Although 10 μM baicalein alone exhibited mild impact on the proliferation of PC cells, combination treatment of baicalein with gemcitabine/docetaxel resulted in obvious suppression of cell proliferation. Cell cycle arrest is one of the most important cellular mechanisms leading to proliferation inhibition of tumor cells. Our study showed that high dose of baicalein alone (50 or 100 μM) could result in cell cycle arrest of PC cells in S phase. This is in accordance with previous studies in which baicalein alone could lead to G0/G1, G2/M and S-phase arrest in various cancer cells (14,21–24). In addition, combination treatment of baicalein with docetaxel increased approximately 15% ratio of S-phase of PC cells.
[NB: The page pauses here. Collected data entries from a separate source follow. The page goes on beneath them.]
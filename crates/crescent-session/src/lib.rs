//! Client-side session lifecycle for the Crescent app.
//!
//! This crate provides:
//! - [`SessionManager`], owning device identity, token acquisition, session
//!   persistence/restoration, and logout
//! - Explicit FSM-based lifecycle state management
//! - A single-flight guard so only one authentication operation runs at a
//!   time per session
//! - Local input validation and the session error taxonomy
//! - The [`PushTokenProvider`] seam for the push notification subsystem

mod error;
mod manager;
mod push_token;
mod session_fsm;
pub mod validate;

pub use error::{ErrorInfo, ErrorKind, SessionError, SessionResult};
pub use manager::{SessionManager, SessionSnapshot};
pub use push_token::{NoPushTokens, PushTokenProvider};
pub use session_fsm::session_machine;
pub use session_fsm::{SessionMachine, SessionMachineInput, SessionMachineState, SessionStatus};
pub use validate::ValidationError;
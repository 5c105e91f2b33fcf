mod api;
mod config;
mod database;
mod middleware;
mod models;
mod services;
mod state;
mod utils;

use actix_cors::Cors;
use actix_web::{middleware::Logger, web, App, HttpServer};
use dotenv::dotenv;
use utoipa::OpenApi;
use utoipa_swagger_ui::SwaggerUi;

#[actix_web::main]
async fn main() -> std::io::Result<()> {
    // Load environment variables
    dotenv().ok();

    // Initialize logger
    env_logger::init_from_env(env_logger::Env::new().default_filter_or("info"));

    let config = match config::AppConfig::from_env() {
        Ok(config) => config,
        Err(e) => {
            log::error!("❌ Invalid configuration: {}", e);
            std::process::exit(1);
        }
    };

    log::info!("🚀 Starting Contacts Service...");

    let bind_address = config.bind_address();
    let expose_error_details = config.expose_error_details;
    let allowed_origins = config.cors_allowed_origins.clone();

    if expose_error_details {
        log::warn!("⚠️  EXPOSE_ERROR_DETAILS is on, error bodies include stack traces");
    }

    let state = match state::AppState::connect(config).await {
        Ok(state) => state,
        Err(e) => {
            log::error!("❌ Failed to initialize storage: {}", e);
            std::process::exit(1);
        }
    };
    log::info!("✅ Storage ready: {}", state.storage_backend());

    let state_data = web::Data::new(state);

    log::info!("🌐 Server starting on {}", bind_address);
    log::info!("📚 Swagger UI available at: http://{}/swagger-ui/", bind_address);

    HttpServer::new(move || {
        let cors = allowed_origins
            .iter()
            .fold(Cors::default(), |cors, origin| cors.allowed_origin(origin))
            .allowed_methods(vec!["GET", "POST", "PUT", "DELETE", "OPTIONS"])
            .allowed_headers(vec![
                actix_web::http::header::AUTHORIZATION,
                actix_web::http::header::CONTENT_TYPE,
                actix_web::http::header::ACCEPT,
            ])
            .max_age(3600);

        let openapi = api::swagger::ApiDoc::openapi();

        App::new()
            .app_data(state_data.clone())
            .wrap(middleware::ErrorDetails::new(expose_error_details))
            .wrap(cors)
            .wrap(middleware::SecurityHeaders)
            .wrap(Logger::default())
            .service(
                SwaggerUi::new("/swagger-ui/{_:.*}")
                    .url("/api-docs/openapi.json", openapi)
            )
            .configure(api::configure)
    })
    .bind(bind_address)?
    .run()
    .await
}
The cell cycle change caused by baicalein gave further explanations to its capacity to inhibit cell growth of PC cells.
Metastasis is another critical factor associated with the poor OS in PC patients. Therefore, investigators have tried new combination drug therapy regimens in order to prolong OS of metastatic PC patients (5,6,25,26). We conducted wound healing assay to evaluate migration ability of PC cells in the presence of baicalein at different concentrations or in combination treatment. The results not only revealed the potential of baicalein at high concentrations to inhibit migration of PC cells, but also indicated that it might be a potent adjuvant benefiting the inhibitory ability of gemcitabine/docetaxel on migration of PC cells. Therefore, baicalein might be a promising drug to improve the outcome of current chemotherapy regimen for metastatic PC.
It has been reported that baicalein can induce apoptosis in many types of cancer (19,27–29). Consistently, in the current study, PC cells treated with baicalein suffered from obvious apoptotic change. This effect might be dependent on caspase-3/PARP signaling pathway. Furthermore, baicalein was found to strengthen the pro-apoptotic effects of docetaxel on PC cells. Curiously, the synergistic effects of baicalein with gemcitabine on PC cells seem to be independent on caspase-3/PARP signaling pathway. Therefore, its underlying mechanism needs to be further investigated.
In conclusion, our study demonstrate that baicalein has synergistic effects with gemcitabine/docetaxel on the proliferation, cell cycle, migration and apoptosis of PC cells. These data suggest that combination treatment containing baicalein might be a promising strategy to improve the outcome of clinical treatment for PC.
Acknowledgments
We would like to thank Dr Panwen Wang (Mayo Clinics, Rochester, MN, USA) for the revision of the manuscript. This study was supported by National Natural Foundation of China (no. 81500151), Wuhan Program (no. WX15Z03 and A2011-13) and Undergraduate Training Program for Innovation and Entrepreneurship by Wuhan University (no. S2016861).